The first thing to note is that most translators have given an emphasis here that is not in the original. “Wives submit to your husbands” appears to be the start of a new sentence and a new paragraph, the first and most important principle relating to the marriage relationship. You will be intrigued to know, then, that the word “submit” does not appear in verse 22, nor again in verse 24 in connection with wives and husbands. Oh, don’t get me wrong, the verb “submit” is implied. But its absence indicates that verse 22 is not the start of a new principle, but is in fact the continuation of the previous principle. So it should read

... be filled by the Spirit ... being subject to one another in the fear of Christ: wives to their husbands as to the Lord.” (Eph 5:21,22)
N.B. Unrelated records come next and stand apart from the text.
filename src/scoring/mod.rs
//! Blacklist scoring.
//!
//! Two tiers exist. [`score_from_attribution`] matches canonical contributor
//! identifiers against the blacklist by id and role. [`score_from_raw_track`]
//! is the degraded tier that compares raw streaming-provider names instead.
//! [`choose_score`] applies the policy between them and reports which tier won.

mod attribution;
mod raw_track;

pub use attribution::score_from_attribution;
pub use raw_track::score_from_raw_track;

use crate::musicbrainz::ResolvedAttribution;
use crate::spotify::StreamingTrack;
use serde::{Deserialize, Serialize};
use std::collections::{BTreeMap, HashSet};
use std::fmt;
use std::str::FromStr;

#[derive(Debug, Clone, Copy, PartialEq, Eq, Hash, PartialOrd, Ord, Serialize, Deserialize)]
#[serde(rename_all = "lowercase")]
pub enum Role {
    Artist,
    Producer,
    Composer,
    Mix,
    Vocal,
    Feature,
    Label,
    Default,
}

impl Role {
    pub const ALL: [Role; 8] = [
        Role::Artist,
        Role::Producer,
        Role::Composer,
        Role::Mix,
        Role::Vocal,
        Role::Feature,
        Role::Label,
        Role::Default,
    ];

    pub fn as_str(&self) -> &'static str {
        match self {
            Role::Artist => "artist",
            Role::Producer => "producer",
            Role::Composer => "composer",
            Role::Mix => "mix",
            Role::Vocal => "vocal",
            Role::Feature => "feature",
            Role::Label => "label",
            Role::Default => "default",
        }
    }

    /// Explanation shown to users for a blacklisted `name` matched in this role.
    pub fn reason(&self, name: &str) -> String {
        match self {
            Role::Artist => format!("{} is the main artist of this track", name),
            Role::Feature => format!("{} is featured on this track", name),
            Role::Producer => format!("{} produced this track", name),
            Role::Composer => format!("{} composed this track", name),
            Role::Mix => format!("{} mixed this track", name),
            Role::Vocal => format!("{} provided vocals on this track", name),
            Role::Label => format!("{} is a label of this track's release", name),
            Role::Default => format!("{} is credited on this track", name),
        }
    }
}

impl fmt::Display for Role {
    fn fmt(&self, f: &mut fmt::Formatter<'_>) -> fmt::Result {
        f.write_str(self.as_str())
    }
}

impl FromStr for Role {
    type Err = String;

    fn from_str(s: &str) -> Result<Self, Self::Err> {
        Role::ALL
            .iter()
            .find(|role| role.as_str().eq_ignore_ascii_case(s))
            .copied()
            .ok_or_else(|| format!("Unknown role '{}'", s))
    }
}

/// A blacklisted entity in one role. The same id may appear once per role.
#[derive(Debug, Clone, PartialEq, Serialize, Deserialize)]
pub struct BlacklistEntry {
    pub id: String,
    pub name: String,
    pub role: Role,
    pub weight: u32,
}

/// Default weight per role.
#[derive(Debug, Clone, PartialEq, Serialize, Deserialize)]
#[serde(transparent)]
pub struct RoleWeights(BTreeMap<Role, u32>);

impl RoleWeights {
    pub fn new(weights: BTreeMap<Role, u32>) -> Self {
        Self(weights)
    }

    pub fn get(&self, role: Role) -> Option<u32> {
        self.0.get(&role).copied()
    }

    pub fn contains(&self, role: Role) -> bool {
        self.0.contains_key(&role)
    }

    /// Role under which a MusicBrainz relation type is scored.
    pub fn role_for_relation(&self, relation_type: &str) -> Role {
        match relation_type.parse::<Role>() {
            Ok(role) if self.contains(role) => role,
            _ => Role::Default,
        }
    }
}

impl Default for RoleWeights {
    fn default() -> Self {
        Self(BTreeMap::from([
            (Role::Artist, 50),
            (Role::Label, 25),
            (Role::Producer, 15),
            (Role::Composer, 15),
            (Role::Mix, 8),
            (Role::Vocal, 5),
            (Role::Feature, 10),
            (Role::Default, 5),
        ]))
    }
}

/// Blacklist and weights as loaded for one request.
#[derive(Debug, Clone, PartialEq, Serialize, Deserialize)]
pub struct ScoringConfig {
    pub entries: Vec<BlacklistEntry>,
    pub weights: RoleWeights,
}

impl ScoringConfig {
    fn find(&self, id: &str, role: Role) -> Option<&BlacklistEntry> {
        self.entries
            .iter()
            .find(|entry| entry.id == id && entry.role == role)
    }
}

#[derive(Debug, Clone, PartialEq, Serialize, Deserialize)]
pub struct ScoreDetail {
    pub reason: String,
    pub weight: u32,
    pub role: Role,
}

#[derive(Debug, Clone, Copy, PartialEq, Eq, Serialize, Deserialize)]
#[serde(rename_all = "camelCase")]
pub enum ScoreLevel {
    Zero,
    Low,
    Medium,
    High,
    VeryHigh,
}

impl ScoreLevel {
    pub fn from_total(total: u32) -> Self {
        match total {
            0 => ScoreLevel::Zero,
            1..=9 => ScoreLevel::Low,
            10..=24 => ScoreLevel::Medium,
            25..=50 => ScoreLevel::High,
            _ => ScoreLevel::VeryHigh,
        }
    }
}

#[derive(Debug, Clone, PartialEq, Serialize, Deserialize)]
pub struct FinalScore {
    pub total: u32,
    pub details: Vec<ScoreDetail>,
    pub level: ScoreLevel,
}

impl FinalScore {
    /// Drops details whose reason was already seen and sums the rest.
    pub fn from_details(details: impl IntoIterator<Item = ScoreDetail>) -> Self {
        let mut seen = HashSet::new();
        let details: Vec<ScoreDetail> = details
            .into_iter()
            .filter(|detail| seen.insert(detail.reason.clone()))
            .collect();
        let total = details.iter().map(|detail| detail.weight).sum();
        Self {
            total,
            details,
            level: ScoreLevel::from_total(total),
        }
    }

    pub fn zero() -> Self {
        Self::from_details(Vec::new())
    }
}

/// Which tier produced a track's score.
#[derive(Debug, Clone, Copy, PartialEq, Eq, Serialize, Deserialize)]
#[serde(rename_all = "camelCase")]
pub enum ScoreBasis {
    Attribution,
    RawTrack,
}

impl ScoreBasis {
    pub fn as_str(&self) -> &'static str {
        match self {
            ScoreBasis::Attribution => "attribution",
            ScoreBasis::RawTrack => "rawTrack",
        }
    }
}

/// Attribution score when it is positive, the raw-track score otherwise.
pub fn choose_score(
    attribution: Option<&ResolvedAttribution>,
    track: &StreamingTrack,
    config: &ScoringConfig,
) -> (FinalScore, ScoreBasis) {
    if let Some(attribution) = attribution {
        let score = score_from_attribution(attribution, config);
        if score.total > 0 {
            return (score, ScoreBasis::Attribution);
        }
    }
    (score_from_raw_track(track, config), ScoreBasis::RawTrack)
}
So our Christian duty of submitting ourselves to one another has a particular outworking in the marriage relationship. For the wife this means that she will willingly submit to her husband, and her primary motivation for this will be her desire to submit to Christ. So she is not going to undermine her husband, or disparage him, even though he can be a right idiot at times! She will believe all things, hope all things, endure all things. She will encourage him to seek the Lord, to grow in faith, and to do exploits for God. And if this means that he is seen and she is unseen than she is willing to pay that price, knowing that the Lord sees all and rewards all.

Now notice that wives submit to their husbands as to the Lord. What does this mean? It means that for her the marriage relationship is not a two-fold one but a three-fold one. For her the Lord himself is present, and is the head of the relationship, even if her husband is not a believer. She submits to her husband because she knows this is what pleases the Lord. It is this faith that will sustain her through difficult times, times when her husband may be unworthy of her submission, or when he may take advantage of her. Sadly we know that in some cases a wife may face extreme abuse that renders her life intolerable. Then, above all, it is her commitment to Christ that must take precedence. It is his voice that she needs to listen to and obey, before that of her husband.
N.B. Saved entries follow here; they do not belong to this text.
use crate::scoring::{BlacklistEntry, Role, RoleWeights};

const DIDDY_ID: &str = "cabb4fcf-4067-4ba5-908d-76ee66fcf0c6";

/// (MusicBrainz id, name, roles)
const BUILTIN: &[(&str, &str, &[Role])] = &[
    ("61063817-feda-4d21-8ae5-e488e7632eea", "Bad Boy South", &[Role::Label]),
    ("29d43312-a8ed-4d7b-9f4e-f5650318aebb", "Bad Boy Records", &[Role::Label]),
    ("635b9d63-05c1-46ff-a577-0ce030e6e84b", "Bad Boy Entertainment", &[Role::Label]),
    ("ba4b8ffa-d518-4f75-b0c1-659472cf0a9d", "Love Label", &[Role::Label]),
    (
        DIDDY_ID,
        "Diddy",
        &[
            Role::Artist,
            Role::Feature,
            Role::Producer,
            Role::Mix,
            Role::Vocal,
            Role::Composer,
            Role::Default,
        ],
    ),
    ("2072f699-049a-4b78-b039-317a1c7cff94", "Diddy and the Family", &[Role::Artist]),
    ("c9ba7b22-51bd-4beb-affd-9bf682479f41", "Bugatti Boyz", &[Role::Artist]),
    ("480cdd78-e54e-4518-9ec9-572a62d7e1e1", "Diddy - Dirty Money", &[Role::Artist]),
    ("3195aa16-a32e-4fde-8dd2-1bdf021ed3ca", "Three The...", &[Role::Artist]),
];

/// Built-in blacklist, each entry weighted by its role.
pub fn default_entries(weights: &RoleWeights) -> Vec<BlacklistEntry> {
    BUILTIN
        .iter()
        .flat_map(|(id, name, roles)| {
            roles.iter().map(move |role| BlacklistEntry {
                id: id.to_string(),
                name: name.to_string(),
                role: *role,
                weight: weights
                    .get(*role)
                    .or_else(|| weights.get(Role::Default))
                    .unwrap_or(0),
            })
        })
        .collect()
}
So what about the husband? It seems from the way this scripture is translated that the husband is not required to submit to his wife. But if we read the original text we cannot come to that conclusion. The original imperative instruction says to us all “Be filled by the Spirit ... being subject to one another in the fear of Christ.” Submission is mutual; it applies to husbands as well as wives. So in what way is the husband to be subject to his wife? The answer is given quite clearly. He is to give himself for her and serve her, even as Christ gave himself for and served the Church. He is to give himself selflessly to and for his wife, nourishing her, loving her, laying down his life for her, and seeking the very best for her. Thus the meaning of headship for the husband is devotion, not domination. It is summed up by Christ's example, whereby He gave up his own life to save the Church, and devoted Himself to the task of ensuring her well-being and spotless perfection. The Christ-like husband counts it as his greatest privilege to lay aside his own ambitions and aspirations in order to provide opportunities for his wife. He will forego what he wants in order to provide what she needs. He will be prepared to descend to the lowest of the low if by so doing he can lift her up higher.
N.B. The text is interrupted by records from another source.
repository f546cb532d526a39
mod versioned_schema;

pub use versioned_schema::{
    read_schema_version, Column, SqlType, Table, VersionedSchema, BASE_DB_VERSION,
    DEFAULT_TIMESTAMP,
};
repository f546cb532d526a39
mod requests_logging;

pub use requests_logging::{log_requests, RequestsLoggingLevel};
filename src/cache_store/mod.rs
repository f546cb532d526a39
//! Durable key/value storage backing the lookup cache.
//!
//! Values are opaque strings (the gateway stores JSON). No expiry is managed
//! here; entries live until the database is removed.

mod schema;
mod sqlite_cache_store;

pub use sqlite_cache_store::SqliteCacheStore;

use anyhow::{anyhow, Result};
use std::collections::HashMap;
use std::sync::Mutex;

pub trait CacheStore: Send + Sync {
    fn get(&self, key: &str) -> Result<Option<String>>;

    fn set(&self, key: &str, value: &str) -> Result<()>;

    /// Number of stored entries, used for stats only.
    fn len(&self) -> Result<usize>;
}

/// Process-local store, lost on restart. Used by tests and when no cache
/// database is configured.
#[derive(Default)]
pub struct InMemoryCacheStore {
    entries: Mutex<HashMap<String, String>>,
}

impl InMemoryCacheStore {
    pub fn new() -> Self {
        Self::default()
    }
}

impl CacheStore for InMemoryCacheStore {
    fn get(&self, key: &str) -> Result<Option<String>> {
        let entries = self
            .entries
            .lock()
            .map_err(|_| anyhow!("Cache lock poisoned"))?;
        Ok(entries.get(key).cloned())
    }

    fn set(&self, key: &str, value: &str) -> Result<()> {
        let mut entries = self
            .entries
            .lock()
            .map_err(|_| anyhow!("Cache lock poisoned"))?;
        entries.insert(key.to_string(), value.to_string());
        Ok(())
    }

    fn len(&self) -> Result<usize> {
        let entries = self
            .entries
            .lock()
            .map_err(|_| anyhow!("Cache lock poisoned"))?;
        Ok(entries.len())
    }
}

#[cfg(test)]
mod tests {
    use super::*;

    #[test]
    fn in_memory_store_round_trips() {
        let store = InMemoryCacheStore::new();
        assert_eq!(store.get("missing").unwrap(), None);

        store.set("key", "value").unwrap();
        assert_eq!(store.get("key").unwrap(), Some("value".to_string()));
        assert_eq!(store.len().unwrap(), 1);
    }
}
//! Diddymeter Server Library
//!
//! Scores streaming tracks and playlists by how much of their attribution
//! involves blacklisted contributors. The modules are exposed for the binary
//! and for integration tests.

pub mod blacklist;
pub mod cache_store;
pub mod config;
pub mod gateway;
pub mod musicbrainz;
pub mod pipeline;
pub mod scoring;
pub mod server;
pub mod spotify;
pub mod sqlite_persistence;

// Re-export commonly used types for convenience
pub use blacklist::{BlacklistSource, FileBlacklistSource, StaticBlacklistSource};
pub use cache_store::{CacheStore, InMemoryCacheStore, SqliteCacheStore};
pub use gateway::{CacheGateway, RequestThrottle};
pub use pipeline::{PageRequest, PageResult, TrackPipeline};
pub use server::{run_server, RequestsLoggingLevel};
The children of this world are sometimes wiser than the children of God in grasping this truth. How more challengingly could it have been put than by Bryan Adams:

Don't tell me it's not worth trying for
You can't tell me it's not worth dying for
You know it's true
Everything I do - I do it for you

Copyright © 1993 Bryan Adams

Now I’m not pretending this is easy. In some cases the challenges can appear to be insurmountable. But we will never accomplish the kind of mutual submission that God calls us to without fulfilling the first imperative – be filled with the Spirit. You see, the prayer “come Holy Spirit” is not just a prayer reserved for times of worship or for ministry times in response to God’s touch on our lives. It is a prayer for our day to day lives, as we seek to honour Christ within our relationships.

Family Relationships

It is not just in marriage that the world so desperately needs to see the power of the gospel being worked out. It applies to family relationships too. So the principle of mutual submission under the empowering of the Holy Spirit is just as important here. For children and young people submission to parents means obeying and honouring them, and this itself demonstrates commitment to Christ.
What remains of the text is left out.